---- Dataset

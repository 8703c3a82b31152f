use chrono::{DateTime, Utc};
use sqlx::{Sqlite, SqlitePool, Transaction};
use uuid::Uuid;

use crate::models::{CalendarEvent, EventStatus, SourceType, UpsertOutcome};

const EVENT_COLUMNS: &str =
    "id, user_id, source_type, source_id, title, start_at, all_day, status, created_at, updated_at";

/// Inserts the event for `(user_id, source_type, source_id)` or updates the
/// existing one, in a single statement guarded by the unique index.
///
/// The `DO UPDATE ... WHERE` clause skips the write when title, start,
/// all-day flag and status are unchanged, so `updated_at` only moves on a real
/// change. SQLite returns no row in that case and the current row is read back.
///
/// `status: None` inserts as `upcoming` and leaves the stored status of an
/// existing row alone.
#[allow(clippy::too_many_arguments)]
pub async fn upsert_event(
    db: &SqlitePool,
    user_id: &str,
    source_type: SourceType,
    source_id: &str,
    title: &str,
    start_at: DateTime<Utc>,
    all_day: bool,
    status: Option<EventStatus>,
) -> Result<(CalendarEvent, UpsertOutcome), sqlx::Error> {
    let id = Uuid::new_v4().to_string();
    let now = Utc::now();

    let written = sqlx::query_as::<_, CalendarEvent>(&format!(
        r#"
        INSERT INTO calendar_events
            (id, user_id, source_type, source_id, title, start_at, all_day, status, created_at, updated_at)
        VALUES (?1, ?2, ?3, ?4, ?5, ?6, ?7, COALESCE(?9, 'upcoming'), ?8, ?8)
        ON CONFLICT (user_id, source_type, source_id) DO UPDATE SET
            title = excluded.title,
            start_at = excluded.start_at,
            all_day = excluded.all_day,
            status = COALESCE(?9, calendar_events.status),
            updated_at = excluded.updated_at
        WHERE calendar_events.title IS NOT excluded.title
           OR calendar_events.start_at IS NOT excluded.start_at
           OR calendar_events.all_day IS NOT excluded.all_day
           OR (?9 IS NOT NULL AND calendar_events.status IS NOT ?9)
        RETURNING {EVENT_COLUMNS}
        "#
    ))
    .bind(&id)
    .bind(user_id)
    .bind(source_type)
    .bind(source_id)
    .bind(title)
    .bind(start_at)
    .bind(all_day)
    .bind(now)
    .bind(status)
    .fetch_optional(db)
    .await?;

    match written {
        Some(event) if event.id == id => Ok((event, UpsertOutcome::Inserted)),
        Some(event) => Ok((event, UpsertOutcome::Updated)),
        None => {
            let event = find_event_by_source(db, user_id, source_type, source_id)
                .await?
                .ok_or(sqlx::Error::RowNotFound)?;
            Ok((event, UpsertOutcome::Unchanged))
        }
    }
}

pub async fn find_event_by_source(
    db: &SqlitePool,
    user_id: &str,
    source_type: SourceType,
    source_id: &str,
) -> Result<Option<CalendarEvent>, sqlx::Error> {
    sqlx::query_as::<_, CalendarEvent>(&format!(
        "SELECT {EVENT_COLUMNS} FROM calendar_events WHERE user_id = ? AND source_type = ? AND source_id = ?"
    ))
    .bind(user_id)
    .bind(source_type)
    .bind(source_id)
    .fetch_optional(db)
    .await
}

pub async fn delete_event_by_source(
    db: &SqlitePool,
    user_id: &str,
    source_type: SourceType,
    source_id: &str,
) -> Result<bool, sqlx::Error> {
    let result = sqlx::query(
        "DELETE FROM calendar_events WHERE user_id = ? AND source_type = ? AND source_id = ?",
    )
    .bind(user_id)
    .bind(source_type)
    .bind(source_id)
    .execute(db)
    .await?
    .rows_affected();

    Ok(result > 0)
}

pub async fn count_events_by_source_type(
    db: &SqlitePool,
    user_id: &str,
    source_type: SourceType,
) -> Result<i64, sqlx::Error> {
    sqlx::query_scalar("SELECT COUNT(*) FROM calendar_events WHERE user_id = ? AND source_type = ?")
        .bind(user_id)
        .bind(source_type)
        .fetch_one(db)
        .await
}

pub async fn fetch_upcoming(
    db: &SqlitePool,
    user_id: &str,
    now: DateTime<Utc>,
    limit: i64,
) -> Result<Vec<CalendarEvent>, sqlx::Error> {
    sqlx::query_as::<_, CalendarEvent>(&format!(
        r#"
        SELECT {EVENT_COLUMNS}
        FROM calendar_events
        WHERE user_id = ?1 AND start_at >= ?2
        ORDER BY start_at ASC, id ASC
        LIMIT ?3
        "#
    ))
    .bind(user_id)
    .bind(now)
    .bind(limit)
    .fetch_all(db)
    .await
}

pub async fn fetch_overdue(
    db: &SqlitePool,
    user_id: &str,
    now: DateTime<Utc>,
) -> Result<Vec<CalendarEvent>, sqlx::Error> {
    sqlx::query_as::<_, CalendarEvent>(&format!(
        r#"
        SELECT {EVENT_COLUMNS}
        FROM calendar_events
        WHERE user_id = ?1 AND start_at < ?2 AND status != 'completed'
        ORDER BY start_at ASC, id ASC
        "#
    ))
    .bind(user_id)
    .bind(now)
    .fetch_all(db)
    .await
}

/// Sets the stored status of the event derived from a source, if any.
/// Only `Upcoming` and `Completed` are meaningful here.
pub async fn set_status_by_source_tx(
    tx: &mut Transaction<'_, Sqlite>,
    user_id: &str,
    source_type: SourceType,
    source_id: &str,
    status: EventStatus,
) -> Result<bool, sqlx::Error> {
    let result = sqlx::query(
        r#"
        UPDATE calendar_events
        SET status = ?1, updated_at = ?2
        WHERE user_id = ?3 AND source_type = ?4 AND source_id = ?5 AND status != ?1
        "#,
    )
    .bind(status)
    .bind(Utc::now())
    .bind(user_id)
    .bind(source_type)
    .bind(source_id)
    .execute(&mut **tx)
    .await?
    .rows_affected();

    Ok(result > 0)
}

--------

● Your goal: Line by line, retype the entire listing exactly.

● Result for this exercise:
repository 8703c3a82b31152f
use chrono::{DateTime, Utc};
use sqlx::{Sqlite, SqlitePool, Transaction};
use uuid::Uuid;

use crate::models::{CalendarEvent, EventStatus, SourceType, UpsertOutcome};

const EVENT_COLUMNS: &str =
    "id, user_id, source_type, source_id, title, start_at, all_day, status, created_at, updated_at";

/// Inserts the event for `(user_id, source_type, source_id)` or updates the
/// existing one, in a single statement guarded by the unique index.
///
/// The `DO UPDATE ... WHERE` clause skips the write when title, start,
/// all-day flag and status are unchanged, so `updated_at` only moves on a real
/// change. SQLite returns no row in that case and the current row is read back.
///
/// `status: None` inserts as `upcoming` and leaves the stored status of an
/// existing row alone.
#[allow(clippy::too_many_arguments)]
pub async fn upsert_event(
    db: &SqlitePool,
    user_id: &str,
    source_type: SourceType,
    source_id: &str,
    title: &str,
    start_at: DateTime<Utc>,
    all_day: bool,
    status: Option<EventStatus>,
) -> Result<(CalendarEvent, UpsertOutcome), sqlx::Error> {
    let id = Uuid::new_v4().to_string();
    let now = Utc::now();

    let written = sqlx::query_as::<_, CalendarEvent>(&format!(
        r#"
        INSERT INTO calendar_events
            (id, user_id, source_type, source_id, title, start_at, all_day, status, created_at, updated_at)
        VALUES (?1, ?2, ?3, ?4, ?5, ?6, ?7, COALESCE(?9, 'upcoming'), ?8, ?8)
        ON CONFLICT (user_id, source_type, source_id) DO UPDATE SET
            title = excluded.title,
            start_at = excluded.start_at,
            all_day = excluded.all_day,
            status = COALESCE(?9, calendar_events.status),
            updated_at = excluded.updated_at
        WHERE calendar_events.title IS NOT excluded.title
           OR calendar_events.start_at IS NOT excluded.start_at
           OR calendar_events.all_day IS NOT excluded.all_day
           OR (?9 IS NOT NULL AND calendar_events.status IS NOT ?9)
        RETURNING {EVENT_COLUMNS}
        "#
    ))
    .bind(&id)
    .bind(user_id)
    .bind(source_type)
    .bind(source_id)
    .bind(title)
    .bind(start_at)
    .bind(all_day)
    .bind(now)
    .bind(status)
    .fetch_optional(db)
    .await?;

    match written {
        Some(event) if event.id == id => Ok((event, UpsertOutcome::Inserted)),
        Some(event) => Ok((event, UpsertOutcome::Updated)),
        None => {
            let event = find_event_by_source(db, user_id, source_type, source_id)
                .await?
                .ok_or(sqlx::Error::RowNotFound)?;
            Ok((event, UpsertOutcome::Unchanged))
        }
    }
}

pub async fn find_event_by_source(
    db: &SqlitePool,
    user_id: &str,
    source_type: SourceType,
    source_id: &str,
) -> Result<Option<CalendarEvent>, sqlx::Error> {
    sqlx::query_as::<_, CalendarEvent>(&format!(
        "SELECT {EVENT_COLUMNS} FROM calendar_events WHERE user_id = ? AND source_type = ? AND source_id = ?"
    ))
    .bind(user_id)
    .bind(source_type)
    .bind(source_id)
    .fetch_optional(db)
    .await
}

pub async fn delete_event_by_source(
    db: &SqlitePool,
    user_id: &str,
    source_type: SourceType,
    source_id: &str,
) -> Result<bool, sqlx::Error> {
    let result = sqlx::query(
        "DELETE FROM calendar_events WHERE user_id = ? AND source_type = ? AND source_id = ?",
    )
    .bind(user_id)
    .bind(source_type)
    .bind(source_id)
    .execute(db)
    .await?
    .rows_affected();

    Ok(result > 0)
}

pub async fn count_events_by_source_type(
    db: &SqlitePool,
    user_id: &str,
    source_type: SourceType,
) -> Result<i64, sqlx::Error> {
    sqlx::query_scalar("SELECT COUNT(*) FROM calendar_events WHERE user_id = ? AND source_type = ?")
        .bind(user_id)
        .bind(source_type)
        .fetch_one(db)
        .await
}

pub async fn fetch_upcoming(
    db: &SqlitePool,
    user_id: &str,
    now: DateTime<Utc>,
    limit: i64,
) -> Result<Vec<CalendarEvent>, sqlx::Error> {
    sqlx::query_as::<_, CalendarEvent>(&format!(
        r#"
        SELECT {EVENT_COLUMNS}
        FROM calendar_events
        WHERE user_id = ?1 AND start_at >= ?2
        ORDER BY start_at ASC, id ASC
        LIMIT ?3
        "#
    ))
    .bind(user_id)
    .bind(now)
    .bind(limit)
    .fetch_all(db)
    .await
}

pub async fn fetch_overdue(
    db: &SqlitePool,
    user_id: &str,
    now: DateTime<Utc>,
) -> Result<Vec<CalendarEvent>, sqlx::Error> {
    sqlx::query_as::<_, CalendarEvent>(&format!(
        r#"
        SELECT {EVENT_COLUMNS}
        FROM calendar_events
        WHERE user_id = ?1 AND start_at < ?2 AND status != 'completed'
        ORDER BY start_at ASC, id ASC
        "#
    ))
    .bind(user_id)
    .bind(now)
    .fetch_all(db)
    .await
}

/// Sets the stored status of the event derived from a source, if any.
/// Only `Upcoming` and `Completed` are meaningful here.
pub async fn set_status_by_source_tx(
    tx: &mut Transaction<'_, Sqlite>,
    user_id: &str,
    source_type: SourceType,
    source_id: &str,
    status: EventStatus,
) -> Result<bool, sqlx::Error> {
    let result = sqlx::query(
        r#"
        UPDATE calendar_events
        SET status = ?1, updated_at = ?2
        WHERE user_id = ?3 AND source_type = ?4 AND source_id = ?5 AND status != ?1
        "#,
    )
    .bind(status)
    .bind(Utc::now())
    .bind(user_id)
    .bind(source_type)
    .bind(source_id)
    .execute(&mut **tx)
    .await?
    .rows_affected();

    Ok(result > 0)
}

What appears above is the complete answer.